[Dataset entries — start]
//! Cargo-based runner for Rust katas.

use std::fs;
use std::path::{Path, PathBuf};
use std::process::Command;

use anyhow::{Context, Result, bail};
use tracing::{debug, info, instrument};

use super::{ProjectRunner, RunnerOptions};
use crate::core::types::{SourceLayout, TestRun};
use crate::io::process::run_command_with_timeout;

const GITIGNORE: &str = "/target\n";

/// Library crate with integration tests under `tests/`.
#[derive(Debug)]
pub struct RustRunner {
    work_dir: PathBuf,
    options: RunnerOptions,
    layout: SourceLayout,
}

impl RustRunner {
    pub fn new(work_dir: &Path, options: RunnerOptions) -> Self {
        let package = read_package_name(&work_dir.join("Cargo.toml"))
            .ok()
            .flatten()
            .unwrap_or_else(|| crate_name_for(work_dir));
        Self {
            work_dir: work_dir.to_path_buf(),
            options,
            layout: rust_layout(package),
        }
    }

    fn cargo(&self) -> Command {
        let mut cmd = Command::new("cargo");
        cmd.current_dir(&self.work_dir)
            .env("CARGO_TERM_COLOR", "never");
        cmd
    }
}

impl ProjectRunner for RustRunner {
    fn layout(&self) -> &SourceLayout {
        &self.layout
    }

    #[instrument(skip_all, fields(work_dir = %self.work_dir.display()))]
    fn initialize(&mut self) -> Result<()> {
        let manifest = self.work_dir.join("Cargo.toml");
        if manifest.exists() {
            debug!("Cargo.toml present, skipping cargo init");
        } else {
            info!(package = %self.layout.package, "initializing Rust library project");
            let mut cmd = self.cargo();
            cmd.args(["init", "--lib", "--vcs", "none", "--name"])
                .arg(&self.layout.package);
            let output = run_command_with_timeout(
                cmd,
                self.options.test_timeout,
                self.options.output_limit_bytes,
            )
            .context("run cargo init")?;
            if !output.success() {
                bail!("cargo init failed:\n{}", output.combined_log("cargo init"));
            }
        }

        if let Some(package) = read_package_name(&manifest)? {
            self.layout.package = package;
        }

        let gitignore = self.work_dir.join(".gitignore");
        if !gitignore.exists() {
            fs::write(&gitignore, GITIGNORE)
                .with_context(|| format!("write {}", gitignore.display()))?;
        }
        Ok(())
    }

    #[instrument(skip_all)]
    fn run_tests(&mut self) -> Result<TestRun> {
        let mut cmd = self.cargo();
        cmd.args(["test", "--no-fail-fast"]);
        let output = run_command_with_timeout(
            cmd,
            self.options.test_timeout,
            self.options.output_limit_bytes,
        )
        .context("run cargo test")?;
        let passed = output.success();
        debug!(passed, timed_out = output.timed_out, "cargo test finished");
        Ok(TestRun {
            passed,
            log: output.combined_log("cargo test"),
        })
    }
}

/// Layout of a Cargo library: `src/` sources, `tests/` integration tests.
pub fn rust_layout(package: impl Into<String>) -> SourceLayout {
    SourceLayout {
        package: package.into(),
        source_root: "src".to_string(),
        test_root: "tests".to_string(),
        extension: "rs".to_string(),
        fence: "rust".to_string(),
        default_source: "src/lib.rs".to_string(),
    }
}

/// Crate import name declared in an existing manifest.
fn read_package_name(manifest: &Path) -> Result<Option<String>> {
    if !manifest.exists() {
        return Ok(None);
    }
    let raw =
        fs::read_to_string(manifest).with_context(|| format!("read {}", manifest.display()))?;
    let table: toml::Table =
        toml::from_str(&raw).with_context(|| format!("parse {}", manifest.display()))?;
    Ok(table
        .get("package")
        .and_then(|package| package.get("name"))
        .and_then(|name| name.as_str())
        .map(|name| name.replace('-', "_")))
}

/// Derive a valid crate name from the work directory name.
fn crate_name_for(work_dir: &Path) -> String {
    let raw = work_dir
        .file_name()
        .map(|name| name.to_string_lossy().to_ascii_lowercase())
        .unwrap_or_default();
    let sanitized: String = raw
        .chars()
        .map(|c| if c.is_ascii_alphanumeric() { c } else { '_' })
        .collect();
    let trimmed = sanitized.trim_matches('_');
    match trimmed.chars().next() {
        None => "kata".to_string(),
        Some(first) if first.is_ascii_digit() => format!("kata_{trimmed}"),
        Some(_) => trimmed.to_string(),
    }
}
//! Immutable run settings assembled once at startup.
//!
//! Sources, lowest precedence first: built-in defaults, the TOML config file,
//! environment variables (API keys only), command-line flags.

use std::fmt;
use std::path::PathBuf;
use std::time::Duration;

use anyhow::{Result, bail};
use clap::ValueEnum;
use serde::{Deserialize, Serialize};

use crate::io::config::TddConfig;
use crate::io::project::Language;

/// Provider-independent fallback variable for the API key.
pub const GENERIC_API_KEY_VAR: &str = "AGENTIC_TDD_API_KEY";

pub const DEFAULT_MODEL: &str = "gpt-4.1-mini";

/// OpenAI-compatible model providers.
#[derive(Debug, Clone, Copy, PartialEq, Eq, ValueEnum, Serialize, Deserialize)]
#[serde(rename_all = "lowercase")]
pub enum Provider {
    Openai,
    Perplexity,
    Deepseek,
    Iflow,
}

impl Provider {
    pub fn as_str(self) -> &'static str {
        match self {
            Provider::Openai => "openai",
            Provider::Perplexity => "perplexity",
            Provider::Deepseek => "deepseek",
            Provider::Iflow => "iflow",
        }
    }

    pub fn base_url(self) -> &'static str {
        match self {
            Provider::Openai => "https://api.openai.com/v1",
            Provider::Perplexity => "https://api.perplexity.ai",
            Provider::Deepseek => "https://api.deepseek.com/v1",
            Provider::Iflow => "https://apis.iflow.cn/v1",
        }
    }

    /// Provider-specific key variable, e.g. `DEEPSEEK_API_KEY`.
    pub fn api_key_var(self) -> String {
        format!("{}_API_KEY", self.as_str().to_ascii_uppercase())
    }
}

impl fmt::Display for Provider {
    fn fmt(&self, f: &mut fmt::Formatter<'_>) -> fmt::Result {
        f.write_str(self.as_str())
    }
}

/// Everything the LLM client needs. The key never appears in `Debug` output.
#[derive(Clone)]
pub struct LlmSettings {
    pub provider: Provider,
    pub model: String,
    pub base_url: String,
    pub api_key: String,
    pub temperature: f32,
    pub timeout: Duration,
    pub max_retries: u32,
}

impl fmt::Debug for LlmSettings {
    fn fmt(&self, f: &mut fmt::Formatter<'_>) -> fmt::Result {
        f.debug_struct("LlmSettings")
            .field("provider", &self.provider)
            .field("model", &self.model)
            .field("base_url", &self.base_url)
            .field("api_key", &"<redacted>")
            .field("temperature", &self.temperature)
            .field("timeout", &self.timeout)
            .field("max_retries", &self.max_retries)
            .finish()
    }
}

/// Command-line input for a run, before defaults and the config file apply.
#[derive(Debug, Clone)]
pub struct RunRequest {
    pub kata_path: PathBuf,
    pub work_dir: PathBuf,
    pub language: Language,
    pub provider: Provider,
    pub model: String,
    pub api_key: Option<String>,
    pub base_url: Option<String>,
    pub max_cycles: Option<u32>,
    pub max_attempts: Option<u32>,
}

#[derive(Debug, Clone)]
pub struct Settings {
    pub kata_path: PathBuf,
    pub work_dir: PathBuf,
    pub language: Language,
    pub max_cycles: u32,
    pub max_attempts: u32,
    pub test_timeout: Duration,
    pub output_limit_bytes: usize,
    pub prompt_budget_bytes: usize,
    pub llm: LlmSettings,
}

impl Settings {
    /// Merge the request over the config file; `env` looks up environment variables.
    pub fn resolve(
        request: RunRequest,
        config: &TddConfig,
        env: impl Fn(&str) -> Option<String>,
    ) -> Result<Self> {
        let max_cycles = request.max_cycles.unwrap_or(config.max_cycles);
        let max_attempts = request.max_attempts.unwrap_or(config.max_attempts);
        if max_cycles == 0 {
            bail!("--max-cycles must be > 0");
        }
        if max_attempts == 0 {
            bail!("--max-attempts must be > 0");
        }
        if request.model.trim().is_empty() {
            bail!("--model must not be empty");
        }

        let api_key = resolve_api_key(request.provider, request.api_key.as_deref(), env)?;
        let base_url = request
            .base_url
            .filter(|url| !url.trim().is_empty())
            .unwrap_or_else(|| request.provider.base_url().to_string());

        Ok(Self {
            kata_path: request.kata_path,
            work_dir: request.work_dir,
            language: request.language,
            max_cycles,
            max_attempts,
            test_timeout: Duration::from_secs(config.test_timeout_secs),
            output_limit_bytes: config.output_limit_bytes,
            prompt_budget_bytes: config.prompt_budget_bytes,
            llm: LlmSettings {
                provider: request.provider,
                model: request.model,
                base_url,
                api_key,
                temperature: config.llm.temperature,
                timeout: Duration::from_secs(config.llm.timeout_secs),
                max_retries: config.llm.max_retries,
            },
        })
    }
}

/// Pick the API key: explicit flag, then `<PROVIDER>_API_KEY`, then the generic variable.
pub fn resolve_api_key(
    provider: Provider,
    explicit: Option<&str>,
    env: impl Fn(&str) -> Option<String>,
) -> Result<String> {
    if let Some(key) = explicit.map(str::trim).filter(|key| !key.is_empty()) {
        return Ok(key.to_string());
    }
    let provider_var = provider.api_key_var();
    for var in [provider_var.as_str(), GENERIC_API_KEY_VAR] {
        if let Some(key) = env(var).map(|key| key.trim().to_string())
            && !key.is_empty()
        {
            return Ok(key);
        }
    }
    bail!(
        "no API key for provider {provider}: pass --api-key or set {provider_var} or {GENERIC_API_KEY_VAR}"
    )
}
[Dataset entries — finish]
Work instructions
Reply with only the number of lines in the entries that hold the word "return".

Response box
3